The two gentlemen in question, Andy Bean on four-string electric tenor guitar and Fuller Condon on upright bass, hark back to the same era of swing that fueled Dave and Deke, Big Sandy and others of the West Coast revival. The Gentlemen are influenced by jazz and country, but with a bon vivant humor that has them worrying about watery drinks, luring females into bathing suits with a pool party, and upgrading to two-star accommodations. They don’t employ the hipster lingo of Louis Prima or Slim & Slam (though their riffing on “Tikka Masala” is a clever update of “Cement Mixer (Puti Puti)”), but still evoke a similar mood of high jive. Bean has an old-timey sound to his voice, and borrows guitar stylings from gypsy jazz, western swing and other pre-war delights; Condon’s bottom end is both melodic and percussive, adding a second instrumental voice and keeping dancers on the swinging beat. Laid down on monaural tape with vintage microphones and no digital processing, the recording holds the vitality of performance, rather than the precision of multi-track construction, complete with imperfections and even bits of tape hiss. Mostly, though, it holds the energy and nostalgia-tinged verve of two talented and well-read musicians. [©2012 hyperbolium dot com]

Sheb Wooley: White Lightnin’

Wednesday, April 18th, 2012

Boogie, swing and honky-tonk from 1945 to 1959

To those weaned on Wooley’s 1958 chart-topping rock ‘n’ roll novelty, “Purple People Eater,” his acting roles in High Noon, Giant and Rio Bravo, or his tenure in a featured slot on television’s Rawhide, the totality of his recording career may come as something of a surprise. Starting in the mid-40s on the Nashville-based Bullet label, moving on to the Fort Worth-based Blue Bonnet, and settling in with the coastal MGM label, Wooley recorded a wealth of country, boogie, swing and honky-tonk sides, both under his own name, and as a parodist, under the name of Ben Colder. He topped the charts a second time – the country chart, this time – with 1962’s “That’s My Pa,” and continued to score with singles throughout the rest of the decade.

Wooley’s acting career sustained him financially, but it was his move to Hollywood – ostensibly to break in to the movies as a singing cowboy – that shaped the sound of his records. Recording in California, he was backed by many of the same West Coast musicians (including Speedy West, Jimmy Bryant and Cliffie Stone) that played on Capitol sessions for Merle Travis, Tex Ritter and Tennessee Ernie Ford. But even before he got to California, Wooley was recording dance tunes like his steel-swing “Oklahoma Honky Tonk Girl” and the fiddle-led “Peepin’ Through the Keyhole (Watching Jole Blon).” He sang his upbeat tunes with a smile, stringing together clever wordplay on “Lazy Mazy” that echoes the hipster jazz sides of the late ‘30s. And even when he wasn’t writing parodies, he often wrote with humor, such as the troubled date of “Wha’ Hoppen to Me, Baby” and doghouse lodgings of “Rover Scoot Over.”

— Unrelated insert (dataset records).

//! # helping-hand
//!
//! A presence-activated stepper "hand" actuator controller: the hand homes
//! against a limit switch, extends when a PIR sensor sees someone, raises
//! when an ultrasonic sensor sees them reach in, and re-homes after a dwell
//! (or a timeout, if nobody reaches in).
//!
//! ## Features
//!
//! - **Hardware abstraction**: Traits for the stepper driver, limit switch,
//!   presence sensor, and range sensor
//! - **One-shot homing latch**: the limit "interrupt" is a self-disarming
//!   latch serviced between stepper polls, so an in-flight homing move is
//!   interruptible without a preemptible motion primitive
//! - **Per-phase motion profiles**: slow for homing and the approach, fast
//!   for the raise after detection
//! - **Timeout recovery**: the reach-wait phase is bounded; the machine
//!   always returns to homing on its own
//!
//! ## Architecture
//!
//! The crate is structured to allow testing on desktop without hardware:
//!
//! - `traits` - Hardware abstractions
//! - `state` - Machine states and transition labels
//! - `config` - Motion profiles, positions, and phase timing
//! - `sequencer` - The state machine that ties everything together
//! - `hal` - Concrete implementations (mock for testing, system for `std`)
//!
//! ## Example
//!
//! ```rust
//! use helping_hand::{Config, HandSequencer, MachineState, Transition};
//! use helping_hand::hal::{MockLimitSwitch, MockPresence, MockRange, MockStepper};
//!
//! let mut seq = HandSequencer::new(
//!     MockStepper::new(),
//!     MockLimitSwitch::new().with_trip_after(1),
//!     MockPresence::new(),
//!     MockRange::new(),
//!     Config::default(),
//! );
//!
//! // Homing: the limit switch fires and the axis is zeroed.
//! seq.step(0).unwrap();
//! assert_eq!(seq.machine_state(), MachineState::Ready);
//!
//! // Someone walks up; the hand extends.
//! seq.presence_mut().set_level(true);
//! assert_eq!(seq.step(100).unwrap(), Some(Transition::Extended));
//!
//! // They reach in below the threshold; the hand raises.
//! seq.range_mut().queue_sample(18.0);
//! assert_eq!(seq.step(200).unwrap(), Some(Transition::Raised));
//! ```

#![cfg_attr(not(feature = "std"), no_std)]
#![warn(missing_docs)]

extern crate alloc;

/// Configuration: motion profiles, positions, and phase timing.
pub mod config;
/// Hardware abstraction layer with mock implementations for testing.
pub mod hal;
/// The motion sequencer state machine.
pub mod sequencer;
/// Machine states and transition labels.
pub mod state;
/// Core traits for hardware abstraction.
pub mod traits;

// Re-exports for convenience
pub use config::{Config, DeviceConfig, HandConfig, MotionProfile};
pub use sequencer::{HandSequencer, HandState};
pub use state::{MachineState, Transition};
pub use traits::{
    pulse_to_cm, Clock, LimitSwitch, PresenceSensor, RangeSensor, StepperDriver, TriggerEdge,
    SOUND_SPEED_CM_PER_US,
};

The two 1959 sides that close the set showcase different sides of Wooley. The driller-themed “Roughneck” has a rockabilly beat, while the hit single “That’s My Pa” is a talking blues novelty that anticipates “A Boy Named Sue.” The all-mono audio shows only minimal surface noise on some of the earliest sides, and noise reduction is so discreet as to be inaudible. The digipack is decorated with vibrant graphics, and the 31-page booklet includes photos, poster and label reproductions, a detailed discography (including label, recording dates and personnel) and liner notes by Todd Everett. This is a great look at Wooley’s boogie sides, and compliments Bear Family volumes that focus on western tunes and rockin’ sides, as well as their 4-CD box set. But for an introduction to Wooley’s country and honky-tonk sides, this is a great place to start. [©2012 hyperbolium dot com]

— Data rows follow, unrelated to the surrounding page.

//! `std` implementations: wall-clock time and an interrupt-safe limit latch.
//!
//! These are the pieces a real rig wires in around the mocks-free core:
//! a monotonic [`SystemClock`] for the control loop, and a
//! [`SharedLimitSwitch`] whose [`LimitTrigger`] handle can be fired from an
//! interrupt service routine or another thread while the loop is mid-move.

use std::sync::atomic::{AtomicBool, Ordering};
use std::sync::Arc;
use std::time::Instant;

use crate::traits::{Clock, LimitSwitch, TriggerEdge};

/// Monotonic wall clock.
///
/// Milliseconds since the clock was created, backed by `std::time::Instant`.
///
/// # Example
///
/// ```rust
/// use helping_hand::hal::SystemClock;
/// use helping_hand::traits::Clock;
///
/// let clock = SystemClock::new();
/// let start = clock.now_ms();
/// // ... do work ...
/// assert!(clock.now_ms() >= start);
/// ```
#[derive(Debug, Clone)]
pub struct SystemClock {
    start: Instant,
}

impl SystemClock {
    /// Creates a clock whose epoch is now.
    pub fn new() -> Self {
        Self {
            start: Instant::now(),
        }
    }
}

impl Default for SystemClock {
    fn default() -> Self {
        Self::new()
    }
}

impl Clock for SystemClock {
    fn now_ms(&self) -> u64 {
        self.start.elapsed().as_millis() as u64
    }
}

#[derive(Debug, Default)]
struct LatchInner {
    armed: AtomicBool,
    triggered: AtomicBool,
}

/// Interrupt-safe limit switch latch.
///
/// The control loop owns the `SharedLimitSwitch`; the wiring that services
/// the physical input (an ISR, a GPIO event thread) owns a cloned
/// [`LimitTrigger`]. Firing the trigger swaps the armed flag off and the
/// trigger flag on in two atomic operations, so the one-shot contract
/// holds even when the edge lands in the middle of a stepper poll loop.
///
/// # Example
///
/// ```rust
/// use helping_hand::hal::SharedLimitSwitch;
/// use helping_hand::traits::{LimitSwitch, TriggerEdge};
///
/// let mut limit = SharedLimitSwitch::new();
/// let trigger = limit.trigger_handle();
///
/// limit.arm(TriggerEdge::Falling);
///
/// // From an ISR or another thread:
/// trigger.fire();
///
/// assert!(!limit.is_armed());
/// assert!(limit.take_triggered());
/// assert!(!limit.take_triggered());
/// ```
#[derive(Debug, Default)]
pub struct SharedLimitSwitch {
    inner: Arc<LatchInner>,
    edge: TriggerEdge,
}

impl SharedLimitSwitch {
    /// Creates a new, unarmed latch.
    pub fn new() -> Self {
        Self::default()
    }

    /// Get a trigger handle for the interrupt side.
    ///
    /// The handle is `Clone + Send`; fire it from wherever the physical
    /// edge is observed.
    pub fn trigger_handle(&self) -> LimitTrigger {
        LimitTrigger {
            inner: Arc::clone(&self.inner),
        }
    }

    /// The edge requested by the most recent `arm` call.
    pub fn edge(&self) -> TriggerEdge {
        self.edge
    }
}

impl LimitSwitch for SharedLimitSwitch {
    fn arm(&mut self, edge: TriggerEdge) {
        self.edge = edge;
        self.inner.triggered.store(false, Ordering::Release);
        self.inner.armed.store(true, Ordering::Release);
    }

    fn disarm(&mut self) {
        self.inner.armed.store(false, Ordering::Release);
    }

    fn is_armed(&self) -> bool {
        self.inner.armed.load(Ordering::Acquire)
    }

    fn take_triggered(&mut self) -> bool {
        self.inner.triggered.swap(false, Ordering::AcqRel)
    }
}

/// Fire-side handle for a [`SharedLimitSwitch`].
///
/// Cheap to clone; safe to call from an ISR or another thread.
#[derive(Debug, Clone)]
pub struct LimitTrigger {
    inner: Arc<LatchInner>,
}

impl LimitTrigger {
    /// Fire the switch edge.
    ///
    /// Latches the trigger and disarms the switch. Ignored unless the
    /// switch is armed, so repeated edges (contact bounce) latch at most
    /// once per arm cycle.
    pub fn fire(&self) {
        if self.inner.armed.swap(false, Ordering::AcqRel) {
            self.inner.triggered.store(true, Ordering::Release);
        }
    }

    /// Returns `true` while the switch is armed.
    ///
    /// Lets the fire side skip servicing the input between arm cycles.
    pub fn is_armed(&self) -> bool {
        self.inner.armed.load(Ordering::Acquire)
    }
}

Ray Charles: Genius + Soul = Jazz (Expanded Edition)

Tuesday, April 6th, 2010

Four-LPs-on-two-CDs reissue of Ray Charles’ jazz sides

Ray Charles’ helped inaugurate the Impulse! label with this 1961 release, the label’s second album. Produced by Creed Taylor, and recorded in the same New Jersey studios that hosted Jimmy Smith and other Blue Note greats, Charles sat himself behind a Hammond B-3 and together with key members of the Count Basie band, he swung arrangements written by Quincy Jones and Ralph Burns. From the opening horn stabs of “From the Heart” it’s clear that this band plays big, brassy and hard, yet Charles keeps it cool on the organ, and his two vocal numbers (“I’ve Got News For You” and “I’m Gonna Move to the Outskirts of Town”), are blue and soulful. Charles gave the band and its soloists plenty of room to shine, but when his keys step to the front, such as his growling lead on “One Mint Julep,” it’s clear whose leading the sessions.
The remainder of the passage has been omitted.